> WORK TASK: Output nothing but the lines from the first line of the entries to the line with "fn seed<K: EntityKind>(&mut", inclusive, exactly as they read.

> MATERIAL TO PROCESS:
------
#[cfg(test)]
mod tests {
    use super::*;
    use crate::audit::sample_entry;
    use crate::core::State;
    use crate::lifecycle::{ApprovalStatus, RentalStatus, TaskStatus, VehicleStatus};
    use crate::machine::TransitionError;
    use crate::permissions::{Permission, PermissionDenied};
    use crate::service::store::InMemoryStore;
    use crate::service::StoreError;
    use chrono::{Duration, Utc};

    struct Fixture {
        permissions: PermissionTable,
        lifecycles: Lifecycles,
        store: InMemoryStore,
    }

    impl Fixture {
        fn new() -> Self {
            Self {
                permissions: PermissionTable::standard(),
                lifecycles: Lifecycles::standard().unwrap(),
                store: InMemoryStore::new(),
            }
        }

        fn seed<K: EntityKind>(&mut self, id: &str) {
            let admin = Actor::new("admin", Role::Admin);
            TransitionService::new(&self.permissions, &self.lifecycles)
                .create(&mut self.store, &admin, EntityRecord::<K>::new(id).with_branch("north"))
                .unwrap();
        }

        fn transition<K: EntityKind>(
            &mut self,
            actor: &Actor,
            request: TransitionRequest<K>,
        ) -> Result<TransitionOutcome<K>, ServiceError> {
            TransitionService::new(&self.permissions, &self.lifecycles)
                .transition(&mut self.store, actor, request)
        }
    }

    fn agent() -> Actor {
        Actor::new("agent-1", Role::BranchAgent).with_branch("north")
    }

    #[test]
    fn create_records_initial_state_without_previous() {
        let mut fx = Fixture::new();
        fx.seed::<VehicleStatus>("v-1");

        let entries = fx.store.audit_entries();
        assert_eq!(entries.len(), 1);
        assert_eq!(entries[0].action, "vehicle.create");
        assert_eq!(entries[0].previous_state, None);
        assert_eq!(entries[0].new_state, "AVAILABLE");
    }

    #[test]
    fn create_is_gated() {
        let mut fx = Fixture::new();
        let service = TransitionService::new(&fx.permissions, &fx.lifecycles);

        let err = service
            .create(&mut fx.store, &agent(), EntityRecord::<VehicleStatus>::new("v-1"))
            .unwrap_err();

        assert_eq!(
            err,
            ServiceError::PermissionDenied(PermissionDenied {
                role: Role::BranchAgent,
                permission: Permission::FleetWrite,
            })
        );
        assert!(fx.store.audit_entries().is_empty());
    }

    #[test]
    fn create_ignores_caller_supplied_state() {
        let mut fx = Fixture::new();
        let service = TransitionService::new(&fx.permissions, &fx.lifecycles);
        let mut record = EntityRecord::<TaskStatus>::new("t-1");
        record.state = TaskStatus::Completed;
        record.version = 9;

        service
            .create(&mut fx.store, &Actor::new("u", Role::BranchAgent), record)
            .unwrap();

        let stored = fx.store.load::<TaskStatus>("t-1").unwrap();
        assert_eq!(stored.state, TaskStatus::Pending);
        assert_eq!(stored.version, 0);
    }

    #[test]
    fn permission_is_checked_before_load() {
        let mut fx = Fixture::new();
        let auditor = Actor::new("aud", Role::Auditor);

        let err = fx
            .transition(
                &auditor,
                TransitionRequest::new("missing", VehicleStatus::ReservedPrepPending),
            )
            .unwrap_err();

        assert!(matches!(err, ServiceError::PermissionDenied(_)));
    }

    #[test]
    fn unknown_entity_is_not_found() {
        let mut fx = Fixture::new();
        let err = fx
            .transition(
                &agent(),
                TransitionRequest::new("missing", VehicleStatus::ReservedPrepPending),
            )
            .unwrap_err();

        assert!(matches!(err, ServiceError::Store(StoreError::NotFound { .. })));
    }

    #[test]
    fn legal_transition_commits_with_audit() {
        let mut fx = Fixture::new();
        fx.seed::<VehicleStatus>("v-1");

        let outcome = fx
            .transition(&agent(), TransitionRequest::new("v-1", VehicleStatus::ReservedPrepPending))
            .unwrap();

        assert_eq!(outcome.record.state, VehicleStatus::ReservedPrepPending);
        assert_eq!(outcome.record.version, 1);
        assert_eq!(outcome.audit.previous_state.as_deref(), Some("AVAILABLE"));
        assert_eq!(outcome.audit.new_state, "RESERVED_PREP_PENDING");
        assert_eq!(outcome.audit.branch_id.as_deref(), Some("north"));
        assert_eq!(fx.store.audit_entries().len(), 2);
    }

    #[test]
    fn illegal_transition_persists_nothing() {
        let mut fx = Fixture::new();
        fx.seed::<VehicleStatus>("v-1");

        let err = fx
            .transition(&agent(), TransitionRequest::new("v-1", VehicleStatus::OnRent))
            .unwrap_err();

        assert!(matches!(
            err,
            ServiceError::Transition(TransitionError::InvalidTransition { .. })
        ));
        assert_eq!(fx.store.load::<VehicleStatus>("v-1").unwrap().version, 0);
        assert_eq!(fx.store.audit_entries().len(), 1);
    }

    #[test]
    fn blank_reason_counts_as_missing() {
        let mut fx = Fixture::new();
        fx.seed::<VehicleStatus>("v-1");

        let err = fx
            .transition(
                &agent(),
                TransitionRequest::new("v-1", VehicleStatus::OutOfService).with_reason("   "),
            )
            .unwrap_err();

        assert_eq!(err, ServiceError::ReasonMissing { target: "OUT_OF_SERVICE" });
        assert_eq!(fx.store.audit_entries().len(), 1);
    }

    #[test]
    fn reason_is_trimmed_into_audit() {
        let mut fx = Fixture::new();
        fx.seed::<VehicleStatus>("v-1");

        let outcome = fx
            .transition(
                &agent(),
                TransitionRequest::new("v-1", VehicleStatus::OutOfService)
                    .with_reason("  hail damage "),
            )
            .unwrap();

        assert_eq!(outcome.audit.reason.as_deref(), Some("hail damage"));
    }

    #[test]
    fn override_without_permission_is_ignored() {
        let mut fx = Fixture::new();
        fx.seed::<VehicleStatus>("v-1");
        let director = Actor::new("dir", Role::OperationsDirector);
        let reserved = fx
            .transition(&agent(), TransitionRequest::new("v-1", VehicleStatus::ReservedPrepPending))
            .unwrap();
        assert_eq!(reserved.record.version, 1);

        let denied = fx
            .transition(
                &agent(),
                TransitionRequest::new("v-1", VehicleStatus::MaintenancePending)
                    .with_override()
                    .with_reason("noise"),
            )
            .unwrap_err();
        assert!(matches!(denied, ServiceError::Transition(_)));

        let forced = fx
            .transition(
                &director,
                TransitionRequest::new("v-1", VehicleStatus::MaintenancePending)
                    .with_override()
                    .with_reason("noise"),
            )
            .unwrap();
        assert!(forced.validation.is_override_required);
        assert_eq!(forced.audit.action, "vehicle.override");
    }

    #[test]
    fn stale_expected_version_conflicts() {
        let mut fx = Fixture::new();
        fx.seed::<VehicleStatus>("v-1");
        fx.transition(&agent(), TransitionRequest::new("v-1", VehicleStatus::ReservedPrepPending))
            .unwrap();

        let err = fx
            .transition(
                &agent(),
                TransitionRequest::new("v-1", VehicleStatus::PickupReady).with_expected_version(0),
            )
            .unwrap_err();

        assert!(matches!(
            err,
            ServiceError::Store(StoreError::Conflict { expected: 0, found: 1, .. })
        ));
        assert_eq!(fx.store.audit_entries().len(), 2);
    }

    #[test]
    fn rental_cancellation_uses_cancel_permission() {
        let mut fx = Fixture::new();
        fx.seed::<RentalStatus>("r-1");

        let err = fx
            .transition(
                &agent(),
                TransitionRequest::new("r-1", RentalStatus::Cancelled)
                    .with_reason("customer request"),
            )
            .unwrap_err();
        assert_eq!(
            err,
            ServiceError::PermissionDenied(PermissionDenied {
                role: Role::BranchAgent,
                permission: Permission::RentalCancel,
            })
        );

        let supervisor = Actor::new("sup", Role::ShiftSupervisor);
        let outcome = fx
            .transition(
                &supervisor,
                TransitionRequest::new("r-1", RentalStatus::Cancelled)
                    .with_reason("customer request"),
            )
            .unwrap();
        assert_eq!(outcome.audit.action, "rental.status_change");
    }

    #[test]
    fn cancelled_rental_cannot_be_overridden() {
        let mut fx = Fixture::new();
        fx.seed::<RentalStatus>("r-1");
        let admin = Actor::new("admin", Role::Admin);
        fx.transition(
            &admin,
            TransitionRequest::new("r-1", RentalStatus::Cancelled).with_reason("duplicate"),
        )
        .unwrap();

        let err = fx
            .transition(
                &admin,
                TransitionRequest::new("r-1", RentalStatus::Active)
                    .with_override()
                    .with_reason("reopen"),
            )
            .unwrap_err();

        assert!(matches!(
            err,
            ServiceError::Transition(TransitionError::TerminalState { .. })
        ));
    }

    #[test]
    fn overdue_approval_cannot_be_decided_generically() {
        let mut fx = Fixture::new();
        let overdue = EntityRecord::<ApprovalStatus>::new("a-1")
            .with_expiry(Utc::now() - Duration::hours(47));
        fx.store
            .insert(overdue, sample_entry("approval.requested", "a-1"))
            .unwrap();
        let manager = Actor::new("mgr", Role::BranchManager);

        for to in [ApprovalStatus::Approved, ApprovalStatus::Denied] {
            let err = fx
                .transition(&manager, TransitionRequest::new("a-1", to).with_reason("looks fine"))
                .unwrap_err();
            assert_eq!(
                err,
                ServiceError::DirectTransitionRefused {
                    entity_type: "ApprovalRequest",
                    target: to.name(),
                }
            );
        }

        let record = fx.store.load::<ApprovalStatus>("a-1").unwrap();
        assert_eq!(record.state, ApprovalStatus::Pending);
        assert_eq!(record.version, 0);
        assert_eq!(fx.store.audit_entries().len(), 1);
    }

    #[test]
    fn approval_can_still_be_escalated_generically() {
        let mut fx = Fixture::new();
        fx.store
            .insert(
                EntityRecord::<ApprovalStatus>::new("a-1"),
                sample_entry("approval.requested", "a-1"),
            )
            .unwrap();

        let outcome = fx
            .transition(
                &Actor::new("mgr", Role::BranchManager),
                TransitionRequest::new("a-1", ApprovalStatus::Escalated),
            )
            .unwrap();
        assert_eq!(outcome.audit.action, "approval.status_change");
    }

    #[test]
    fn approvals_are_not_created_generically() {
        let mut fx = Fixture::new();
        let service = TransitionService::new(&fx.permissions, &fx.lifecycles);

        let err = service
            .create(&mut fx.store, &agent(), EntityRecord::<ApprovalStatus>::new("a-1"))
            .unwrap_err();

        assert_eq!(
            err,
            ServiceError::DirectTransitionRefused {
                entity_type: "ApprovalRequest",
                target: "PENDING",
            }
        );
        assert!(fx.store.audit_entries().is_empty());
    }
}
------
> FINAL ANSWER:
#[cfg(test)]
mod tests {
    use super::*;
    use crate::audit::sample_entry;
    use crate::core::State;
    use crate::lifecycle::{ApprovalStatus, RentalStatus, TaskStatus, VehicleStatus};
    use crate::machine::TransitionError;
    use crate::permissions::{Permission, PermissionDenied};
    use crate::service::store::InMemoryStore;
    use crate::service::StoreError;
    use chrono::{Duration, Utc};

    struct Fixture {
        permissions: PermissionTable,
        lifecycles: Lifecycles,
        store: InMemoryStore,
    }

    impl Fixture {
        fn new() -> Self {
            Self {
                permissions: PermissionTable::standard(),
                lifecycles: Lifecycles::standard().unwrap(),
                store: InMemoryStore::new(),
            }
        }

        fn seed<K: EntityKind>(&mut self, id: &str) {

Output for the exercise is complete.